III. Approach Used To Develop Guidance
The draft national management measures guidance is based in large part on the 1993 coastal guidance. The 1993 coastal guidance was developed using a workgroup approach to draw upon technical expertise within other Federal agencies as well as State water quality and coastal zone management agencies.
The 1993 text has been expanded to include more background information on standard agricultural practices (e.g., why farmers irrigate, history of pesticides) and to address emerging issues in agriculture (e.g., precision farming). The draft guidance also incorporates examples and data from the inland regions of the United States (e.g., grazing in Colorado) in addition to improving the coverage of unique coastal environments (e.g., Hawaii). The document also updates information on technologies and the costs of management measures where new data has become available since the publication of the coastal guidance.
Only one of the management measures from the 1993 document has been altered in substance: the management measure for animal feeding operations. The coastal guidance contained a management measure whose implementation involved storing facility wastewater and runoff from confined animal facilities for all storms up to and including a 25-year, 24-hour storm and the management of stored runoff and accumulated solids through an appropriate waste utilization system for operations of more than 300 animal units. The management measure in the 1993 coastal guidance does not involve the implementation of manure storage structures or areas, only the control of runoff from such areas.

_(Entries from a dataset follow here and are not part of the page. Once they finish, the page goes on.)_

use async_trait::async_trait;

#[derive(Debug, thiserror::Error)]
pub enum ProviderError {
    /// The provider observed the invoice as canceled while paying; no
    /// channel can settle it anymore.
    #[error("invoice canceled before the provider could pay")]
    InvoiceCanceled,

    #[error("payment failed: {0}")]
    PaymentFailed(String),

    #[error("provider unavailable: {0}")]
    Unavailable(String),
}

/// Optional automated settlement capability, e.g. a browser-resident
/// wallet.
///
/// `send_payment` may never resolve for hold invoices: the funds are held
/// rather than settled, so acknowledgment can be withheld indefinitely.
/// Callers must race it against a status poller instead of awaiting it
/// alone.
#[async_trait]
pub trait WalletProvider: Send + Sync {
    /// Whether the capability can currently take payments.
    fn enabled(&self) -> bool;

    async fn send_payment(&self, payment_request: &str) -> Result<(), ProviderError>;
}

/// Provider stand-in for environments without an automated wallet.
#[derive(Debug, Clone, Copy, Default)]
pub struct DisabledProvider;

#[async_trait]
impl WalletProvider for DisabledProvider {
    fn enabled(&self) -> bool {
        false
    }

    async fn send_payment(&self, _payment_request: &str) -> Result<(), ProviderError> {
        Err(ProviderError::Unavailable(
            "wallet provider disabled".to_string(),
        ))
    }
}
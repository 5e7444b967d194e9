use std::sync::Arc;

use crate::error::PaymentError;
use crate::invoice::Invoice;
use crate::poller::InvoiceStatusPoller;
use crate::provider::{ProviderError, WalletProvider};

/// Outcome of the wallet channel's attempt at automated settlement.
#[derive(Debug)]
pub enum WalletAttempt {
    /// Settlement confirmed, by the provider or by the poller.
    Paid,
    /// The wallet channel could not resolve the invoice; manual
    /// presentation takes over. Carries the failure that forced the
    /// handoff, when there was one.
    Deferred(Option<PaymentError>),
}

/// Automated settlement channel.
///
/// Races the provider's send against the status poller, because a hold
/// invoice's provider call may legitimately never resolve on its own.
pub struct WalletChannel {
    provider: Arc<dyn WalletProvider>,
    poller: InvoiceStatusPoller,
}

impl WalletChannel {
    #[must_use]
    pub fn new(provider: Arc<dyn WalletProvider>, poller: InvoiceStatusPoller) -> Self {
        Self { provider, poller }
    }

    /// Attempt automated settlement of `invoice`.
    ///
    /// The first terminal outcome wins; the losing arm is dropped, which
    /// stops its timer and prevents any further queries or sends. A
    /// cancellation observed by either arm is terminal: a canceled
    /// invoice cannot be paid by any channel, so there is no manual
    /// fallback for it.
    pub async fn attempt_auto_payment(
        &self,
        invoice: &Invoice,
    ) -> Result<WalletAttempt, PaymentError> {
        if !self.provider.enabled() {
            return Ok(WalletAttempt::Deferred(None));
        }

        tracing::debug!(invoice_id = %invoice.id, "attempting wallet settlement");
        tokio::select! {
            sent = self.provider.send_payment(&invoice.payment_request) => match sent {
                Ok(()) => {
                    tracing::info!(invoice_id = %invoice.id, "wallet provider confirmed payment");
                    Ok(WalletAttempt::Paid)
                }
                Err(ProviderError::InvoiceCanceled) => Err(PaymentError::canceled()),
                Err(error) => {
                    tracing::warn!(
                        invoice_id = %invoice.id,
                        error = %error,
                        "wallet provider failed, deferring to manual settlement"
                    );
                    Ok(WalletAttempt::Deferred(Some(PaymentError::Provider(error))))
                }
            },
            polled = self.poller.poll_until_settled(&invoice.id) => match polled {
                Ok(()) => Ok(WalletAttempt::Paid),
                Err(error) if error.is_canceled() => Err(error),
                Err(error) => {
                    tracing::warn!(
                        invoice_id = %invoice.id,
                        error = %error,
                        "status polling failed, deferring to manual settlement"
                    );
                    Ok(WalletAttempt::Deferred(Some(error)))
                }
            },
        }
    }
}
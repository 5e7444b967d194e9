//! Hold-invoice payment resolution.
//!
//! Issues a time-bounded hold invoice for a priced action and races two
//! settlement channels (an automated wallet provider and a manual
//! presentation to a human), settling on whichever confirms first, with
//! at most one winner and guaranteed cleanup of the losing arm.
//!
//! Cancellation contract:
//! - Stopping background work (a poller, a pending wallet send) never
//!   cancels the invoice; only an explicit cancel call or a
//!   server-reported `cancelled` status does.
//! - A canceled invoice can never be paid; [`PaymentError::Canceled`] is
//!   terminal and never triggers a fallback channel.

pub mod error;
pub mod invoice;
pub mod manual;
pub mod orchestrator;
pub mod poller;
pub mod presenter;
pub mod provider;
pub mod transport;
pub mod wallet;

pub use error::PaymentError;
pub use invoice::{FeeContext, Invoice, InvoiceStatus, PaymentResolution};
pub use manual::ManualChannel;
pub use orchestrator::{PaymentConfig, PaymentOrchestrator};
pub use poller::InvoiceStatusPoller;
pub use presenter::{
    InMemoryPresenter, InvoicePresenter, Presentation, PresentationDriver, PresentationEvent,
};
pub use provider::{DisabledProvider, ProviderError, WalletProvider};
pub use transport::{
    HttpInvoiceTransport, InMemoryInvoiceTransport, InvoiceTransport, TransportError,
};
pub use wallet::{WalletAttempt, WalletChannel};
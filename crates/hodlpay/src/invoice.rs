use chrono::{DateTime, Utc};
use serde::{Deserialize, Serialize};

/// A hold invoice issued for a priced action.
///
/// `hash` and `hmac` are immutable once issued; possession of `hmac` is
/// the authorization to cancel. The server-side settlement state is never
/// stored here, only observed through [`InvoiceStatus`] queries.
#[derive(Debug, Clone, PartialEq, Eq, Serialize, Deserialize)]
#[serde(rename_all = "camelCase")]
pub struct Invoice {
    pub id: String,
    /// BOLT11-style payment request handed to payers.
    pub payment_request: String,
    pub hash: String,
    /// Cancellation credential issued alongside the invoice.
    pub hmac: String,
    pub expires_at: DateTime<Utc>,
}

/// Current server-side state of an invoice, as reported by the transport.
#[derive(Debug, Clone, Copy, Default, PartialEq, Eq, Serialize, Deserialize)]
#[serde(rename_all = "camelCase")]
pub struct InvoiceStatus {
    pub is_held: bool,
    pub sats_received: u64,
    pub cancelled: bool,
}

impl InvoiceStatus {
    /// Funds arrived and are held: terminal success for a hold invoice.
    #[must_use]
    pub fn is_settled(&self) -> bool {
        self.is_held && self.sats_received > 0
    }
}

/// Cost of the action a payment resolves.
#[derive(Debug, Clone, Copy, PartialEq, Eq)]
pub struct FeeContext {
    /// Total amount in sats.
    pub total_sats: u64,
    /// Free actions never require an invoice.
    pub free: bool,
}

/// Result of a [`payment`](crate::PaymentOrchestrator::payment) call.
#[derive(Debug, Clone, PartialEq, Eq)]
pub enum PaymentResolution {
    /// The action was free or covered by the user's balance; no invoice
    /// was created and no network call was made.
    NotRequired,
    /// The invoice that was created and settled for this action.
    Paid(Invoice),
}

impl PaymentResolution {
    #[must_use]
    pub fn invoice(&self) -> Option<&Invoice> {
        match self {
            Self::NotRequired => None,
            Self::Paid(invoice) => Some(invoice),
        }
    }

    /// Invoice hash, `None` for the no-invoice sentinel.
    #[must_use]
    pub fn hash(&self) -> Option<&str> {
        self.invoice().map(|invoice| invoice.hash.as_str())
    }

    /// Cancellation credential, `None` for the no-invoice sentinel.
    #[must_use]
    pub fn hmac(&self) -> Option<&str> {
        self.invoice().map(|invoice| invoice.hmac.as_str())
    }
}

The draft guidance recommends implementation of adequate manure storage in addition to the management of runoff, diversion of clean water, application of manure in accordance with a nutrient management plan, and protection of land receiving wastes through the use of other management measures (i.e., grazing, irrigation water, erosion control), as appropriate. Recent concern over the management of wastes from animal feeding operations, changes in standard practice within the livestock industry, the enactment and promulgation of many new State laws and regulations throughout the country, and the recent publication of the joint U.S. Department of Agriculture/U.S. Environmental Protection Agency Unified National Strategy for Animal Feeding Operations (March 1999) prompted the alterations to the management measure for animal feeding operations described above.
IV. Request for Comments
EPA is soliciting comments on the draft guidance on management measures to control agricultural sources of nonpoint pollution. The Agency is soliciting additional information and supporting data on the measures specified in this guidance and on additional measures that may be as effective or more effective in controlling nonpoint source pollution from agriculture.Start Signature
Dated: October 5, 2000.
J. Charles Fox,
Assistant Administrator, Office of Water.